Let’s assume that particular regions of your brain produce particular mental abilities or habits. For instance, let’s say that this part of your brain right here is the generosity center of the brain.

So, if I feel a bump on your head above the “generosity region” of the brain, I can assume that this part of your brain is unusually big, and that you are therefore unusually generous.

However bizarre this theory might sound, phrenology was quite popular in the early 1800s. Most often attributed to Franz Joseph Gall–and, of course, popularized and spread by others–this theory produced a mini-industry of diagnosing people’s characters by feeling the bumps on their heads.

The Larger Question

Phrenology is but the most extreme position in an ongoing debate.

On one side of this debate–the phrenology & co. side–we can think about mental activities taking place in very specific parts of the brain.
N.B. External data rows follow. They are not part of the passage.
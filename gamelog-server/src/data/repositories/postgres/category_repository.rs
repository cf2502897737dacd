use async_trait::async_trait;
use chrono::{DateTime, Utc};
use sqlx::PgPool;
use tracing::error;

use crate::data::category_repository::CategoryRepository;
use crate::domain::category::{Category, CategoryWithCount};
use crate::domain::error::DomainError;

#[derive(Debug, Clone)]
pub(crate) struct PostgresCategoryRepository {
    pool: PgPool,
}

impl PostgresCategoryRepository {
    pub(crate) fn new(pool: PgPool) -> Self {
        Self { pool }
    }
}

#[derive(sqlx::FromRow)]
struct CategoryRow {
    id: i64,
    name: String,
    created_at: DateTime<Utc>,
    updated_at: DateTime<Utc>,
}

#[derive(sqlx::FromRow)]
struct CategoryCountRow {
    id: i64,
    name: String,
    created_at: DateTime<Utc>,
    updated_at: DateTime<Utc>,
    post_count: i64,
}

#[async_trait]
impl CategoryRepository for PostgresCategoryRepository {
    async fn create_category(&self, name: &str) -> Result<Category, DomainError> {
        let row = sqlx::query_as::<_, CategoryRow>(
            r#"
            INSERT INTO categories (name)
            VALUES ($1)
            RETURNING id, name, created_at, updated_at
            "#,
        )
        .bind(name)
        .fetch_one(&self.pool)
        .await
        .map_err(map_category_db_error)?;

        map_row_to_category(row)
    }

    async fn rename_category(&self, id: i64, name: &str) -> Result<Option<Category>, DomainError> {
        let row = sqlx::query_as::<_, CategoryRow>(
            r#"
            UPDATE categories
            SET name = $2,
                updated_at = NOW()
            WHERE id = $1
            RETURNING id, name, created_at, updated_at
            "#,
        )
        .bind(id)
        .bind(name)
        .fetch_optional(&self.pool)
        .await
        .map_err(map_category_db_error)?;

        row.map(map_row_to_category).transpose()
    }

    async fn delete_category(&self, id: i64) -> Result<Option<Category>, DomainError> {
        // post_categories rows go with the category (ON DELETE CASCADE)
        let row = sqlx::query_as::<_, CategoryRow>(
            r#"
            DELETE FROM categories
            WHERE id = $1
            RETURNING id, name, created_at, updated_at
            "#,
        )
        .bind(id)
        .fetch_optional(&self.pool)
        .await
        .map_err(map_category_db_error)?;

        row.map(map_row_to_category).transpose()
    }

    async fn list_categories(&self) -> Result<Vec<CategoryWithCount>, DomainError> {
        let rows = sqlx::query_as::<_, CategoryCountRow>(
            r#"
            SELECT
                c.id,
                c.name,
                c.created_at,
                c.updated_at,
                COUNT(pc.post_id) AS post_count
            FROM categories c
            LEFT JOIN post_categories pc ON pc.category_id = c.id
            GROUP BY c.id
            ORDER BY c.created_at DESC, c.id DESC
            "#,
        )
        .fetch_all(&self.pool)
        .await
        .map_err(map_category_db_error)?;

        rows.into_iter()
            .map(|row| {
                let category = Category::new(row.id, row.name, row.created_at, row.updated_at)
                    .map_err(|err| DomainError::Unexpected(err.to_string()))?;
                Ok(CategoryWithCount {
                    category,
                    post_count: row.post_count,
                })
            })
            .collect()
    }
}

fn map_row_to_category(row: CategoryRow) -> Result<Category, DomainError> {
    Category::new(row.id, row.name, row.created_at, row.updated_at)
        .map_err(|err| DomainError::Unexpected(err.to_string()))
}

fn map_category_db_error(err: sqlx::Error) -> DomainError {
    if let sqlx::Error::Database(db_err) = &err
        && db_err.code().as_deref() == Some("23505")
    {
        return DomainError::AlreadyExists("category name".to_string());
    }
    error!(error = %err, "category query failed");
    DomainError::Unexpected(err.to_string())
}
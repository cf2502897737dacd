use std::sync::Arc;

use tracing::info;

use crate::data::category_repository::CategoryRepository;
use crate::domain::category::{Category, CategoryRequest, CategoryWithCount};
use crate::domain::error::DomainError;

pub(crate) struct CategoryService {
    repo: Arc<dyn CategoryRepository>,
}

impl CategoryService {
    pub(crate) fn new(repo: Arc<dyn CategoryRepository>) -> Self {
        Self { repo }
    }

    pub(crate) async fn create_category(
        &self,
        req: CategoryRequest,
    ) -> Result<Category, DomainError> {
        let req = req.validate()?;
        let category = self.repo.create_category(&req.name).await?;
        info!(category_id = category.id, "category created");
        Ok(category)
    }

    pub(crate) async fn rename_category(
        &self,
        id: i64,
        req: CategoryRequest,
    ) -> Result<Category, DomainError> {
        let req = req.validate()?;
        let category = self
            .repo
            .rename_category(id, &req.name)
            .await?
            .ok_or_else(|| DomainError::NotFound(format!("category id: {id}")))?;
        info!(category_id = category.id, "category renamed");
        Ok(category)
    }

    /// Posts linked to the category survive; only the links go.
    pub(crate) async fn delete_category(&self, id: i64) -> Result<Category, DomainError> {
        let category = self
            .repo
            .delete_category(id)
            .await?
            .ok_or_else(|| DomainError::NotFound(format!("category id: {id}")))?;
        info!(category_id = category.id, "category deleted");
        Ok(category)
    }

    pub(crate) async fn list_categories(&self) -> Result<Vec<CategoryWithCount>, DomainError> {
        self.repo.list_categories().await
    }
}
async fn run() -> Result<()> {
    dotenvy::dotenv().ok();
    let cli = Cli::parse();

    let server = normalize_server(cli.server.unwrap_or_else(|| DEFAULT_SERVER.to_string()));
    let mut client = GameLogClient::new(server).map_err(map_client_error)?;

    if let Some(token) = load_token().context("failed to read .gamelog_token")? {
        client.set_token(token);
    }

    match cli.command {
        Command::Register { email, password } => {
            let auth = client
                .register(&email, &password)
                .await
                .map_err(map_client_error)?;
            persist_token(&client).context("failed to store token")?;
            print_auth("Registered", &auth);
        }
        Command::Login { email, password } => {
            let auth = client
                .login(&email, &password)
                .await
                .map_err(map_client_error)?;
            persist_token(&client).context("failed to store token")?;
            print_auth("Logged in", &auth);
        }
        Command::Logout => {
            client.clear_token();
            remove_token().context("failed to remove token")?;
            println!("Logged out");
        }
        Command::Posts(command) => run_posts(&client, command).await?,
        Command::Categories(command) => run_categories(&client, command).await?,
        Command::Log(LogCommand::Add { post_id, content }) => {
            let log = client
                .add_play_log(post_id, &content)
                .await
                .map_err(map_client_error)?;
            println!("Play log added: id={} post_id={}", log.id, log.post_id);
        }
        Command::Stats => {
            let stats = client.stats().await.map_err(map_client_error)?;
            print_stats(&stats);
        }
    }

    Ok(())
}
We can say that the amygdala is the “fear center” of the brain, or that the hippocampus is the “memory center,” or the anterior cingulate cortex the “error-detection center.”

The other side of the debate argues that all brain functions take place in wide networks that spread across many parts of the brain. Memory isn’t just in the hippocampus: it includes the prefrontal cortex, and sensory regions of the neocortex, and the striatum, and the cerebellum…it happen all across the brain.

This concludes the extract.